I traveled to Florida for a 4 day weekend to spend time with family as well as take part in a half marathon. I had trained for this day – in varying different types of weather, from snow to sun to rain, from cold to colder – and I was really excited about it the morning of the race. I had set a goal to PR this time – I wanted to be faster than 2:51, still slow, but yes, I’m slow.

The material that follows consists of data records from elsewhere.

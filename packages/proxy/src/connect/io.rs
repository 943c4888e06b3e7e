//! State and I/O plumbing shared by the plain and encrypted variants

use std::error::Error as StdError;
use std::future::Future;
use std::io::{self, IoSlice};
use std::net::SocketAddr;
use std::sync::Arc;
use std::time::Duration;

use tokio::io::{AsyncRead, AsyncReadExt, AsyncWrite, AsyncWriteExt};
use tokio::net::TcpStream;
use tokio_util::sync::CancellationToken;

use super::candidates::connect_candidates;
use super::connection::{ConnectionId, ConnectionProbe, ConnectionState, RawFd, Scheme};
use super::socket_config::{configure_or_warn, raw_fd};
use crate::buffer::{BufferChain, DEFAULT_SEGMENT_CAPACITY, Segment};
use crate::config::ConnectConfig;
use crate::dns::{Name, Resolve};
use crate::error::{self, BoxError, ConnectionClosed, NotOpen, TimedOut};

pub(crate) struct Core {
    pub(crate) id: ConnectionId,
    pub(crate) scheme: Scheme,
    pub(crate) host: String,
    pub(crate) port: u16,
    pub(crate) config: ConnectConfig,
    pub(crate) probe: ConnectionProbe,
    pub(crate) peer: Option<SocketAddr>,
    pub(crate) fd: Option<RawFd>,
}

impl Core {
    pub(crate) fn new(
        scheme: Scheme,
        host: String,
        port: u16,
        config: ConnectConfig,
        initial: ConnectionState,
    ) -> Self {
        Self {
            id: ConnectionId::next(),
            scheme,
            host,
            port,
            config,
            probe: ConnectionProbe::new(initial),
            peer: None,
            fd: None,
        }
    }

    /// Core for a socket handed over by the listener.
    pub(crate) fn accepted(
        scheme: Scheme,
        stream: &TcpStream,
        peer: SocketAddr,
        config: ConnectConfig,
        initial: ConnectionState,
    ) -> Self {
        configure_or_warn(stream, &config);
        let mut core = Self::new(scheme, peer.ip().to_string(), peer.port(), config, initial);
        core.attach(stream);
        core.peer = Some(peer);
        core
    }

    pub(crate) fn attach(&mut self, stream: &TcpStream) {
        self.peer = stream.peer_addr().ok();
        self.fd = raw_fd(stream);
    }

    pub(crate) fn token(&self) -> CancellationToken {
        self.probe.token().clone()
    }

    pub(crate) fn fail<E: Into<BoxError>>(&self, make: fn(E) -> crate::Error, e: E) -> crate::Error {
        make(e).with_target(&self.host, self.port)
    }

    /// Gate for read, write and drain.
    pub(crate) fn check_open(&self, op: &'static str) -> crate::Result<()> {
        if self.probe.is_canceled() {
            return Err(error::canceled().with_target(&self.host, self.port));
        }
        match self.probe.state() {
            ConnectionState::Open => Ok(()),
            ConnectionState::Closing | ConnectionState::Closed => {
                Err(error::canceled().with_target(&self.host, self.port))
            }
            _ => Err(self.fail(error::programming, NotOpen(op))),
        }
    }

    /// Gate for connect: it may be triggered once, from `Unconnected`.
    pub(crate) fn check_connectable(&self) -> crate::Result<()> {
        if self.probe.is_canceled() {
            return Err(error::canceled().with_target(&self.host, self.port));
        }
        match self.probe.state() {
            ConnectionState::Unconnected => Ok(()),
            ConnectionState::Closing | ConnectionState::Closed => {
                Err(error::canceled().with_target(&self.host, self.port))
            }
            _ => Err(self.fail(error::programming, NotOpen("connect, already started"))),
        }
    }

    /// Resolves the target and connects to the first reachable candidate.
    pub(crate) async fn open_socket(&mut self, resolver: &Arc<dyn Resolve>) -> crate::Result<TcpStream> {
        self.probe.advance(ConnectionState::Resolving);
        let candidates = resolver
            .resolve(Name::from(self.host.as_str()), self.port)
            .await
            .map_err(|e| e.with_target(&self.host, self.port))?;
        if candidates.is_empty() {
            return Err(error::no_candidates().with_target(&self.host, self.port));
        }
        tracing::debug!(
            id = %self.id,
            host = %self.host,
            port = self.port,
            candidates = candidates.len(),
            "resolved"
        );

        self.probe.advance(ConnectionState::Connecting);
        let connect_timeout = self.config.connect_timeout;
        let stream = connect_candidates(&candidates, |addr| connect_socket(addr, connect_timeout))
            .await
            .map_err(|e| e.with_target(&self.host, self.port))?;

        configure_or_warn(&stream, &self.config);
        self.attach(&stream);
        Ok(stream)
    }

    pub(crate) fn mark_open(&self) {
        self.probe.advance(ConnectionState::Open);
        tracing::debug!(
            id = %self.id,
            scheme = %self.scheme,
            host = %self.host,
            port = self.port,
            fd = ?self.fd,
            peer = ?self.peer,
            "connection open"
        );
    }

    /// Cancels, releases `stream` and marks the connection closed.
    pub(crate) fn release<S>(&mut self, stream: &mut Option<S>) {
        if self.probe.is_closed() {
            return;
        }
        self.probe.advance(ConnectionState::Closing);
        self.probe.cancel();
        drop(stream.take());
        self.fd = None;
        self.probe.advance(ConnectionState::Closed);
        tracing::debug!(id = %self.id, host = %self.host, port = self.port, "connection closed");
    }
}

async fn connect_socket(addr: SocketAddr, limit: Option<Duration>) -> Result<TcpStream, BoxError> {
    deadline(limit, TcpStream::connect(addr)).await
}

/// Runs `fut` unless `token` trips first, in which case the result is `Canceled`.
pub(crate) async fn cancellable<T, F>(token: &CancellationToken, fut: F) -> crate::Result<T>
where
    F: Future<Output = crate::Result<T>>,
{
    tokio::select! {
        biased;
        () = token.cancelled() => Err(error::canceled()),
        result = fut => result,
    }
}

/// Bounds `fut` by `limit`; an elapsed limit yields a [`TimedOut`] error.
pub(crate) async fn deadline<T, E, F>(limit: Option<Duration>, fut: F) -> Result<T, BoxError>
where
    F: Future<Output = Result<T, E>>,
    E: Into<Box<dyn StdError + Send + Sync>>,
{
    match limit {
        Some(limit) => match tokio::time::timeout(limit, fut).await {
            Ok(result) => result.map_err(Into::into),
            Err(_) => Err(Box::new(TimedOut)),
        },
        None => fut.await.map_err(Into::into),
    }
}

/// One read into the spare capacity of `segment`, growing it when full.
pub(crate) async fn read_into<S>(stream: &mut S, segment: &mut Segment) -> io::Result<usize>
where
    S: AsyncRead + Unpin,
{
    if segment.spare_capacity() == 0 {
        segment.reserve(DEFAULT_SEGMENT_CAPACITY);
    }
    stream.read_buf(segment.buf_mut()).await
}

/// Writes every byte of `chain` with vectored writes, then flushes.
pub(crate) async fn write_chain<S>(stream: &mut S, chain: &BufferChain) -> io::Result<usize>
where
    S: AsyncWrite + Unpin,
{
    let mut slices = chain.to_vectored_view();
    let mut remaining: &mut [IoSlice<'_>] = &mut slices;
    let mut written = 0;

    while !remaining.is_empty() {
        let n = stream.write_vectored(remaining).await?;
        if n == 0 {
            return Err(io::Error::new(io::ErrorKind::WriteZero, ConnectionClosed));
        }
        written += n;
        IoSlice::advance_slices(&mut remaining, n);
    }

    stream.flush().await?;
    Ok(written)
}

/// Flushes and shuts down the write side.
pub(crate) async fn shutdown<S>(stream: &mut S) -> io::Result<()>
where
    S: AsyncWrite + Unpin,
{
    stream.flush().await?;
    stream.shutdown().await
}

At the start of the race, I was a little bit frustrated because I wanted to be very close to the 2:30 pacer, but I had a difficult time getting up to them in the crowd of people. I started out feeling awesome. My first mile was 11:06 and my 2nd mile was12:41 and my 3rd mile was 12:28. That’s pretty darn good for me! I was thinking I was for sure going to PR. Then I saw a group of people who were headed back after a turn around and I thought I saw the 3:00 pacer. I was crushed because I knew I was running faster than that. I was running faster than that, and I don’t know what I actually saw. It doesn’t matter because perception is reality. In my mind, I was failing. I felt defeated, and I couldn’t get that out of my head. I actually wanted to quit. But I kept going anyway, and I felt OK physically until about mile 8 where I hit the wall. It felt like I couldn’t control my legs. I had never had my legs “seize up” like that before. When I stopped to walk, it felt like my legs were going to give out. I felt like I was barely moving when I was running. (guess that’s the “marathon shuffle” I’ve heard so much about) My legs were aching, but I was determined to keep going. My miles kept getting slower and when the 3:00 pacer actually passed me, I was finished mentally. I actually shed a few tears. I ended up with an official time of 3:01 – 10 minutes slower than my first half marathon two years ago. I just didn’t understand. Then I thought that maybe that first half marathon time or distance was just a bit off. This standard that I’ve set for myself might be inaccurate. It was a smaller race. My other times have been within around 5 minutes of each other. So, what’s wrong with being consistent? I just really want to beat that first time!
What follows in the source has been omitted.